Million Dollar Chicken Casserole gets its name because it’s rich, creamy, and indulgent — but this one costs under $10 to make. Made with tender chicken, browned mushrooms, green onions, and a buttery cracker topping, all baked together in a creamy, cheesy from-scratch sauce (no condensed soup here), this casserole turns simple ingredients into a golden-topped dinner you can have on the table in just over an hour. It’s equally suited for family dinners, meal prep, or dropping off to someone who could use a homemade meal.

Creamy Million Dollar Chicken Casserole

A lot of million dollar chicken casserole recipes rely on canned cream soup, but this version aims to taste fresher while still keeping things easy and affordable. The sauce starts right in the skillet with butter, browned mushrooms, green onions, garlic, flour, broth, and milk — then cottage cheese, sour cream, and sharp cheddar are stirred in for the creamy finish. Making the sauce from scratch allows you to control the salt, seasoning, and ingredients, and it only adds a few extra minutes. Searing the chicken and browning the mushrooms first gives the whole casserole a deeper, cozier flavor before it bakes up bubbly under those buttery cracker crumbs.

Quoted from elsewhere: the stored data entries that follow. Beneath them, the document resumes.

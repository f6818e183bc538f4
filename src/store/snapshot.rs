// Copyright (c) 2026 Bountyy Oy. All rights reserved.
// This software is proprietary and confidential.

//! Immutable point-in-time view of the log store

use std::ops::Deref;
use std::path::Path;
use std::sync::Arc;

use serde::{Serialize, Serializer};

use crate::error::Result;
use crate::network::LogRecord;

/// Immutable copy of the store's records, oldest first.
///
/// Cloning is cheap. Later appends or clears never show up in a snapshot
/// that has already been taken; use [`to_vec`](Self::to_vec) for a mutable copy.
#[derive(Debug, Clone, Default, PartialEq)]
pub struct Snapshot {
    records: Arc<Vec<LogRecord>>,
}

impl Snapshot {
    pub(crate) fn new(records: Arc<Vec<LogRecord>>) -> Self {
        Self { records }
    }

    /// Number of records
    pub fn len(&self) -> usize {
        self.records.len()
    }

    /// Check if the snapshot has no records
    pub fn is_empty(&self) -> bool {
        self.records.is_empty()
    }

    /// Records as a slice
    pub fn as_slice(&self) -> &[LogRecord] {
        &self.records
    }

    /// Records passing a display-time filter, in store order
    pub fn filtered<F>(&self, predicate: F) -> Vec<&LogRecord>
    where
        F: Fn(&LogRecord) -> bool,
    {
        self.records.iter().filter(|r| predicate(r)).collect()
    }

    /// Find a record by its id
    pub fn find(&self, id: u64) -> Option<&LogRecord> {
        self.records.iter().find(|r| r.id == id)
    }

    /// Owned copy of the records
    pub fn to_vec(&self) -> Vec<LogRecord> {
        self.records.as_ref().clone()
    }

    /// Owned records, avoiding a copy when this is the only reference
    pub fn into_vec(self) -> Vec<LogRecord> {
        Arc::try_unwrap(self.records).unwrap_or_else(|shared| shared.as_ref().clone())
    }

    /// Export records as JSON
    pub fn to_json(&self) -> Result<String> {
        Ok(serde_json::to_string(self)?)
    }

    /// Export records as pretty-printed JSON
    pub fn to_json_pretty(&self) -> Result<String> {
        Ok(serde_json::to_string_pretty(self)?)
    }

    /// Write a pretty-printed JSON export to `path`
    pub fn write_json(&self, path: impl AsRef<Path>) -> Result<()> {
        std::fs::write(path, self.to_json_pretty()?)?;
        Ok(())
    }
}

impl Deref for Snapshot {
    type Target = [LogRecord];

    fn deref(&self) -> &[LogRecord] {
        &self.records
    }
}

impl<'a> IntoIterator for &'a Snapshot {
    type Item = &'a LogRecord;
    type IntoIter = std::slice::Iter<'a, LogRecord>;

    fn into_iter(self) -> Self::IntoIter {
        self.records.iter()
    }
}

impl Serialize for Snapshot {
    fn serialize<S: Serializer>(&self, serializer: S) -> std::result::Result<S::Ok, S::Error> {
        self.records.serialize(serializer)
    }
}

impl From<Vec<LogRecord>> for Snapshot {
    fn from(records: Vec<LogRecord>) -> Self {
        Self::new(Arc::new(records))
    }
}

#[cfg(test)]
mod tests {
    use super::*;
    use crate::network::{RequestInfo, ResponseInfo};

    fn records() -> Vec<LogRecord> {
        vec![
            LogRecord::new(1, RequestInfo::new("GET", "https://a.example.com/"))
                .with_response(ResponseInfo::new(200, "https://a.example.com/")),
            LogRecord::new(2, RequestInfo::new("GET", "https://b.example.com/"))
                .with_error("timed out"),
            LogRecord::new(3, RequestInfo::new("POST", "https://a.example.com/form"))
                .with_response(ResponseInfo::new(500, "https://a.example.com/form")),
        ]
    }

    #[test]
    fn test_filtered_keeps_order() {
        let snapshot = Snapshot::from(records());

        let from_a = snapshot.filtered(|r| r.host().as_deref() == Some("a.example.com"));
        let ids: Vec<u64> = from_a.iter().map(|r| r.id).collect();
        assert_eq!(ids, vec![1, 3]);

        assert_eq!(snapshot.filtered(|r| r.is_success()).len(), 1);
        assert_eq!(snapshot.filtered(|_| true).len(), snapshot.len());
    }

    #[test]
    fn test_copies_are_independent() {
        let snapshot = Snapshot::from(records());
        let other = snapshot.clone();

        let mut owned = snapshot.to_vec();
        owned.clear();

        assert_eq!(snapshot.len(), 3);
        assert_eq!(other.len(), 3);
        assert_eq!(snapshot.find(2).and_then(|r| r.error.as_deref()), Some("timed out"));
    }

    #[test]
    fn test_write_json() {
        let snapshot = Snapshot::from(records());
        let dir = tempfile::tempdir().unwrap();
        let path = dir.path().join("logs.json");

        snapshot.write_json(&path).unwrap();

        let written: Vec<LogRecord> =
            serde_json::from_str(&std::fs::read_to_string(&path).unwrap()).unwrap();
        assert_eq!(written, snapshot.to_vec());
    }
}
// Copyright (c) 2026 Bountyy Oy. All rights reserved.
// This software is proprietary and confidential.

//! HTTP client layer used by the recording client

mod client;
mod request;
mod response;

pub use client::{HttpClient, HttpClientConfig};
pub use request::Request;
pub use response::Response;

/// Default user agent string
pub const DEFAULT_USER_AGENT: &str = concat!("loggie/", env!("CARGO_PKG_VERSION"));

This casserole is similar in spirit to poppy seed chicken, but with a cheesier, mushroomy sauce and the same cozy cracker-topped finish.

Recipe Tips

Use leftover chicken if you’ve got it. Cooked diced, shredded, or rotisserie chicken all work as a shortcut. Use about 3½–4 cups cooked chicken in place of 1½ lbs. raw chicken, skip the searing step, and stir it into the sauce with the green onion tops.

Cook the flour for 1–2 minutes. After sprinkling flour over the mushrooms and green onions, let it cook briefly to remove the raw flour taste and help create a smoother sauce.

Let the sauce thicken before baking. Gently simmer the broth and milk until the sauce lightly coats the back of a spoon. The butter and flour need a little heat to thicken properly so the casserole bakes up creamy rather than loose.

Prep it ahead of time. Assemble the casserole up to the baking step, cover, and refrigerate for up to 24 hours. Wait to add the cracker topping until just before baking so it stays crisp. Add a few extra minutes to the bake time if starting from cold.

Serve it with rice on the side. This casserole is all about the creamy sauce and buttery cracker topping — keeping the rice separate lets both components shine.